Julia Avramidis

„Die Bilder zeigen Landschaften und immer wieder das Meer, Figuren, mehr oder weniger sichtbar und in einigen Arbeiten auch Vögel. Gemält im Duktus der lyrischen Abstraktion, manchmal kalligrafisch, sind die Landschaften nicht real, eher arkadisch und weit, wie aus einer anderen Zeit. Da ist immer ein Darunterliegendes, unter den vielen Schichten und Geschichten, unter dem Material und dahinter.
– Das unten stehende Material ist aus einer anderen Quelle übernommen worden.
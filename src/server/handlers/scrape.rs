//! Scrape endpoints.

use axum::{
    extract::{Query, State},
    http::StatusCode,
    response::{IntoResponse, Response},
    Json,
};
use serde::{Deserialize, Serialize};
use serde_json::json;
use tracing::warn;

use super::super::AppState;
use crate::export::{to_csv, OutputFormat};
use crate::models::ProductRecord;

fn default_page() -> u32 {
    1
}

fn default_use_browser() -> bool {
    true
}

/// Body of `POST /scrape`.
#[derive(Debug, Deserialize)]
pub struct ScrapeRequest {
    pub category: String,
    #[serde(default = "default_page")]
    pub start_page: u32,
    #[serde(default = "default_page")]
    pub end_page: u32,
    /// Render with the browser. Only honored when the shared scraper is
    /// first built.
    #[serde(default = "default_use_browser", rename = "use_selenium", alias = "use_browser")]
    pub use_browser: bool,
}

/// Query of `GET /scrape`.
#[derive(Debug, Deserialize)]
pub struct ScrapeQuery {
    pub category: String,
    #[serde(default = "default_page")]
    pub start_page: u32,
    #[serde(default = "default_page")]
    pub end_page: u32,
    #[serde(default = "default_use_browser", rename = "use_selenium", alias = "use_browser")]
    pub use_browser: bool,
    /// `json` (default) or `csv`.
    pub format: Option<String>,
}

#[derive(Debug, Serialize)]
pub struct ScrapeResponse {
    pub status: &'static str,
    pub count: usize,
    pub products: Vec<ProductRecord>,
    pub message: String,
}

fn internal_error(detail: String) -> Response {
    (
        StatusCode::INTERNAL_SERVER_ERROR,
        Json(json!({ "detail": detail })),
    )
        .into_response()
}

/// Scrape a category and return the validated products.
pub async fn scrape_products(
    State(state): State<AppState>,
    Json(request): Json<ScrapeRequest>,
) -> Response {
    let products = match state
        .scrape(
            &request.category,
            request.start_page,
            request.end_page,
            request.use_browser,
        )
        .await
    {
        Ok(products) => products,
        Err(e) => return internal_error(format!("Scraping failed: {}", e)),
    };

    let products: Vec<ProductRecord> = products
        .into_iter()
        .filter(|product| match product.validate() {
            Ok(()) => true,
            Err(reason) => {
                warn!("Dropping product {:?}: {}", product.title, reason);
                false
            }
        })
        .collect();

    Json(ScrapeResponse {
        status: "success",
        count: products.len(),
        message: format!("Successfully scraped {} products", products.len()),
        products,
    })
    .into_response()
}

/// Scrape a category, returning JSON records or CSV text.
pub async fn scrape_products_get(
    State(state): State<AppState>,
    Query(params): Query<ScrapeQuery>,
) -> Response {
    let products = match state
        .scrape(
            &params.category,
            params.start_page,
            params.end_page,
            params.use_browser,
        )
        .await
    {
        Ok(products) => products,
        Err(e) => return internal_error(e.to_string()),
    };

    match OutputFormat::from_param(params.format.as_deref()) {
        OutputFormat::Csv => match to_csv(&products) {
            Ok(csv_data) => Json(json!({
                "csv_data": csv_data,
                "count": products.len(),
            }))
            .into_response(),
            Err(e) => internal_error(e.to_string()),
        },
        OutputFormat::Json => Json(json!({
            "status": "success",
            "count": products.len(),
            "products": products,
        }))
        .into_response(),
    }
}
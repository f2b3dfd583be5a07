//! Category scrape command.

use std::future::Future;
use std::path::{Path, PathBuf};
use std::time::Duration;

use anyhow::bail;
use clap::Args;
use console::{style, Term};
use indicatif::{ProgressBar, ProgressStyle};

use crate::config::Config;
use crate::export::{csv_filename, write_csv_file};
use crate::models::ProductRecord;
use crate::scrapers::DarazScraper;

const PREVIEW_ROWS: usize = 3;
const PREVIEW_TITLE_WIDTH: usize = 50;

#[derive(Debug, Default, Args)]
pub struct ScrapeArgs {
    /// Category slug, e.g. mobile-cases-covers
    pub category: Option<String>,
    /// First listing page
    #[arg(short, long)]
    pub start_page: Option<u32>,
    /// Last listing page (inclusive)
    #[arg(short, long)]
    pub end_page: Option<u32>,
    /// Fetch pages over plain HTTP instead of rendering them in Chrome
    #[arg(long)]
    pub no_browser: bool,
    /// CSV output path (default: daraz_<category>_p<start>-<end>.csv)
    #[arg(short, long)]
    pub output: Option<PathBuf>,
}

/// Scrape a category to CSV. Errors are printed, never returned.
pub async fn cmd_scrape(config_path: Option<&Path>, args: ScrapeArgs) -> anyhow::Result<()> {
    println!("{}", style("Daraz Nepal Product Scraper (CLI Mode)").bold());
    println!("{}", "=".repeat(40));

    if let Err(e) = scrape(config_path, args).await {
        eprintln!("\n{} Error: {:#}", style("✗").red(), e);
    }
    Ok(())
}

/// What to scrape, once every prompt has been answered.
struct ScrapeJob {
    category: String,
    start_page: u32,
    end_page: u32,
    use_browser: bool,
    output: Option<PathBuf>,
}

async fn scrape(config_path: Option<&Path>, args: ScrapeArgs) -> anyhow::Result<()> {
    let config = Config::load(config_path)?;

    let setup = async {
        let job = read_job(args).await?;
        println!(
            "\n{} Scraping {} from page {} to {}...",
            style("→").cyan(),
            job.category,
            job.start_page,
            job.end_page
        );
        let scraper = DarazScraper::new(&config, job.use_browser).await?;
        anyhow::Ok((job, scraper))
    };
    let (job, mut scraper) = match interruptible(setup, interrupt_signal()).await {
        Some(setup) => setup?,
        None => {
            print_interrupted();
            // A prompt may still be blocked on stdin; don't wait for it.
            std::process::exit(0);
        }
    };

    if !scraper.browser_active() && job.use_browser && config.browser.enabled {
        println!(
            "  {} Browser unavailable, fetching pages over plain HTTP",
            style("!").yellow()
        );
    }

    let pb = ProgressBar::new_spinner();
    pb.set_style(ProgressStyle::default_spinner().template("{spinner:.green} {msg}")?);
    pb.set_message(format!("Scraping {}...", job.category));
    pb.enable_steady_tick(Duration::from_millis(120));

    let products = interruptible(
        scraper.scrape_category(&job.category, job.start_page, job.end_page),
        interrupt_signal(),
    )
    .await;
    pb.finish_and_clear();
    scraper.close().await;

    let Some(products) = products else {
        print_interrupted();
        return Ok(());
    };

    if products.is_empty() {
        println!("{} No products were scraped.", style("✗").red());
        return Ok(());
    }

    let path = job.output.unwrap_or_else(|| {
        PathBuf::from(csv_filename(&job.category, job.start_page, job.end_page))
    });
    write_csv_file(&path, &products)?;

    println!(
        "\n{} Successfully scraped {} products!",
        style("✓").green(),
        products.len()
    );
    println!("  Saved to: {}", style(path.display()).cyan());
    println!("\n{}", style("Sample products:").bold());
    print!("{}", format_preview(&products));

    Ok(())
}

/// Fill in whatever the command line left out by prompting.
async fn read_job(args: ScrapeArgs) -> anyhow::Result<ScrapeJob> {
    let category = match args.category {
        Some(category) => category.trim().to_string(),
        None => prompt("Enter category (e.g., mobile-cases-covers): ").await?,
    };
    if category.is_empty() {
        bail!("A category is required");
    }
    let start_page = match args.start_page {
        Some(page) => page,
        None => parse_page_input(&prompt("Enter start page (default 1): ").await?)?,
    };
    let end_page = match args.end_page {
        Some(page) => page,
        None => parse_page_input(&prompt("Enter end page (default 1): ").await?)?,
    };

    Ok(ScrapeJob {
        category,
        start_page,
        end_page,
        use_browser: !args.no_browser,
        output: args.output,
    })
}

/// Run `task` unless `signal` fires first.
async fn interruptible<T>(
    task: impl Future<Output = T>,
    signal: impl Future<Output = ()>,
) -> Option<T> {
    tokio::select! {
        output = task => Some(output),
        _ = signal => None,
    }
}

/// Resolves on Ctrl-C. Never resolves if the handler cannot be installed.
async fn interrupt_signal() {
    if let Err(e) = tokio::signal::ctrl_c().await {
        tracing::warn!("Failed to listen for Ctrl-C: {}", e);
        std::future::pending::<()>().await;
    }
}

fn print_interrupted() {
    println!("\n\n{} Scraping interrupted by user", style("■").yellow());
}

async fn prompt(message: &'static str) -> anyhow::Result<String> {
    tokio::task::spawn_blocking(move || -> anyhow::Result<String> {
        let term = Term::stdout();
        term.write_str(message)?;
        term.flush()?;
        Ok(term.read_line()?.trim().to_string())
    })
    .await?
}

/// Parse a page number typed at a prompt. Blank input means page 1.
fn parse_page_input(input: &str) -> anyhow::Result<u32> {
    let input = input.trim();
    if input.is_empty() {
        return Ok(1);
    }
    match input.parse::<u32>() {
        Ok(0) | Err(_) => bail!("Invalid page number: {:?}", input),
        Ok(page) => Ok(page),
    }
}

fn truncate(text: &str, width: usize) -> String {
    if text.chars().count() <= width {
        text.to_string()
    } else {
        let cut: String = text.chars().take(width.saturating_sub(3)).collect();
        format!("{}...", cut)
    }
}

/// Title, price and rating of the first few products as a text table.
fn format_preview(products: &[ProductRecord]) -> String {
    let rows: Vec<(String, &str, &str)> = products
        .iter()
        .take(PREVIEW_ROWS)
        .map(|p| {
            (
                truncate(&p.title, PREVIEW_TITLE_WIDTH),
                p.price.as_str(),
                p.rating.as_str(),
            )
        })
        .collect();

    let title_width = rows
        .iter()
        .map(|(title, _, _)| title.chars().count())
        .max()
        .unwrap_or(0)
        .max("title".len());
    let price_width = rows
        .iter()
        .map(|(_, price, _)| price.chars().count())
        .max()
        .unwrap_or(0)
        .max("price".len());

    let mut out = format!(
        "{:<tw$}  {:<pw$}  rating\n",
        "title",
        "price",
        tw = title_width,
        pw = price_width
    );
    for (title, price, rating) in rows {
        out.push_str(&format!(
            "{:<tw$}  {:<pw$}  {}\n",
            title,
            price,
            rating,
            tw = title_width,
            pw = price_width
        ));
    }
    out
}
//! Plain HTTP listing fetcher with browser-like headers and request jitter.

mod user_agent;

pub use user_agent::{resolve_user_agent, IMPERSONATE_USER_AGENTS, USER_AGENT};

use std::time::{Duration, Instant};

use reqwest::header::{HeaderMap, HeaderValue, ACCEPT, ACCEPT_LANGUAGE, UPGRADE_INSECURE_REQUESTS};
use reqwest::Client;
use tracing::debug;

use super::delay::DelayRange;
use super::error::ScrapeError;
use crate::config::ScraperSettings;

const ACCEPT_HTML: &str = "text/html,application/xhtml+xml,application/xml;q=0.9,*/*;q=0.8";
const ACCEPT_LANGUAGE_EN: &str = "en-US,en;q=0.5";

/// HTTP client used when the browser is disabled or failed to start.
#[derive(Clone)]
pub struct HttpClient {
    client: Client,
    user_agent: String,
    request_delay: DelayRange,
}

impl HttpClient {
    /// Create a new HTTP client from scraper settings.
    pub fn new(settings: &ScraperSettings) -> Result<Self, ScrapeError> {
        let user_agent = resolve_user_agent(settings.user_agent.as_deref());

        let mut headers = HeaderMap::new();
        headers.insert(ACCEPT, HeaderValue::from_static(ACCEPT_HTML));
        headers.insert(ACCEPT_LANGUAGE, HeaderValue::from_static(ACCEPT_LANGUAGE_EN));
        headers.insert(UPGRADE_INSECURE_REQUESTS, HeaderValue::from_static("1"));

        let client = Client::builder()
            .user_agent(&user_agent)
            .default_headers(headers)
            .timeout(Duration::from_secs(settings.request_timeout))
            .gzip(true)
            .brotli(true)
            .cookie_store(true)
            .build()?;

        Ok(Self {
            client,
            user_agent,
            request_delay: settings.request_delay,
        })
    }

    /// User agent this client identifies as.
    pub fn user_agent(&self) -> &str {
        &self.user_agent
    }

    /// Fetch a page body as text after a randomized pause.
    ///
    /// Non-success status codes are errors.
    pub async fn get_text(&self, url: &str) -> Result<String, ScrapeError> {
        self.request_delay.sleep().await;

        let start = Instant::now();
        let response = self.client.get(url).send().await?;
        let status = response.status();
        debug!("GET {} -> {} in {:?}", url, status, start.elapsed());

        let body = response.error_for_status()?.text().await?;
        Ok(body)
    }
}

#[cfg(test)]
mod tests {
    use super::*;

    #[test]
    fn test_client_uses_configured_user_agent() {
        let settings = ScraperSettings {
            user_agent: Some("ListingBot/2.0".to_string()),
            ..Default::default()
        };
        let client = HttpClient::new(&settings).unwrap();
        assert_eq!(client.user_agent(), "ListingBot/2.0");
    }

    #[test]
    fn test_client_defaults_to_desktop_chrome() {
        let client = HttpClient::new(&ScraperSettings::default()).unwrap();
        assert_eq!(client.user_agent(), USER_AGENT);
    }

    #[tokio::test]
    async fn test_unreachable_host_is_an_http_error() {
        let settings = ScraperSettings {
            request_timeout: 2,
            request_delay: DelayRange::none(),
            ..Default::default()
        };
        let client = HttpClient::new(&settings).unwrap();
        let err = client.get_text("http://127.0.0.1:9/").await.unwrap_err();
        assert!(matches!(err, ScrapeError::Http(_)));
    }

    #[tokio::test]
    async fn test_non_success_status_is_an_http_error() {
        use tokio::io::{AsyncReadExt, AsyncWriteExt};

        let listener = tokio::net::TcpListener::bind("127.0.0.1:0").await.unwrap();
        let addr = listener.local_addr().unwrap();
        tokio::spawn(async move {
            let (mut socket, _) = listener.accept().await.unwrap();
            let mut buf = [0u8; 1024];
            let _ = socket.read(&mut buf).await;
            let _ = socket
                .write_all(
                    b"HTTP/1.1 404 Not Found\r\nContent-Length: 9\r\nConnection: close\r\n\r\nnot found",
                )
                .await;
        });

        let settings = ScraperSettings {
            request_timeout: 5,
            request_delay: DelayRange::none(),
            ..Default::default()
        };
        let client = HttpClient::new(&settings).unwrap();
        let err = client
            .get_text(&format!("http://{}/laptops/?page=1", addr))
            .await
            .unwrap_err();
        match err {
            ScrapeError::Http(e) => {
                assert_eq!(e.status(), Some(reqwest::StatusCode::NOT_FOUND))
            }
            other => panic!("unexpected error: {other:?}"),
        }
    }
}
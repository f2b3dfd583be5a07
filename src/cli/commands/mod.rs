//! CLI commands implementation.
//!
//! This module contains the CLI parser and dispatches to command-specific modules.

mod categories;
mod scrape;
mod serve;

use std::path::PathBuf;

use clap::{Parser, Subcommand};

pub use scrape::ScrapeArgs;

#[derive(Parser)]
#[command(name = "daraz")]
#[command(about = "Daraz Nepal product listing scraper")]
#[command(version)]
pub struct Cli {
    /// Config file path (defaults to ./daraz.toml when present)
    #[arg(short, long, global = true, env = "DARAZ_CONFIG")]
    config: Option<PathBuf>,

    /// Enable verbose logging
    #[arg(short, long, global = true)]
    pub verbose: bool,

    /// Without a subcommand, scrape interactively
    #[command(subcommand)]
    command: Option<Commands>,
}

/// Check if verbose mode is enabled (for early logging setup).
pub fn is_verbose() -> bool {
    std::env::args().any(|arg| arg == "-v" || arg == "--verbose")
}

#[derive(Subcommand)]
enum Commands {
    /// Scrape a category into a CSV file (prompts for anything not given)
    Scrape(ScrapeArgs),

    /// Start the HTTP API server
    Serve {
        /// Address to bind to (port, host, or host:port)
        #[arg(short, long, env = "DARAZ_BIND")]
        bind: Option<String>,
    },

    /// List popular category slugs
    Categories,
}

pub async fn run() -> anyhow::Result<()> {
    let cli = Cli::parse();
    let config_path = cli.config.as_deref();

    match cli.command {
        None => scrape::cmd_scrape(config_path, ScrapeArgs::default()).await,
        Some(Commands::Scrape(args)) => scrape::cmd_scrape(config_path, args).await,
        Some(Commands::Serve { bind }) => serve::cmd_serve(config_path, bind.as_deref()).await,
        Some(Commands::Categories) => categories::cmd_categories(),
    }
}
Gips und Gaze schieben sich auf Flächen und Gittern in Falten und Formen zusammen, immer zunächst abstrakt, bevor sich dann die Figuren in Schichten immer deutlicher abheben und ihre Geschichten erzählen.“

– Maria Schneider, Kuratorin

Eröffnung

25. April 2020, 19 Uhr

Ausstellungszeitraum

26. April bis 31. Mai 2020

 

Julia Avramidis (*1969, Wien)

wurde als Tochter des griechisch-österreichischen Bildhauers Joannis Avramidis und der Bildhauerin Annemarie Avramidis geboren. Studierte Malerie und Grafik an der Akademie der Bildenden Künste in Wien bei Wolfgang Hollegha, Betriebs- und Wirtschaftslehre und Jura in München und Wien. Lebt und arbeitet mit dem Maler Clemens Kaletsch und vier Kindern in Wien und Athen.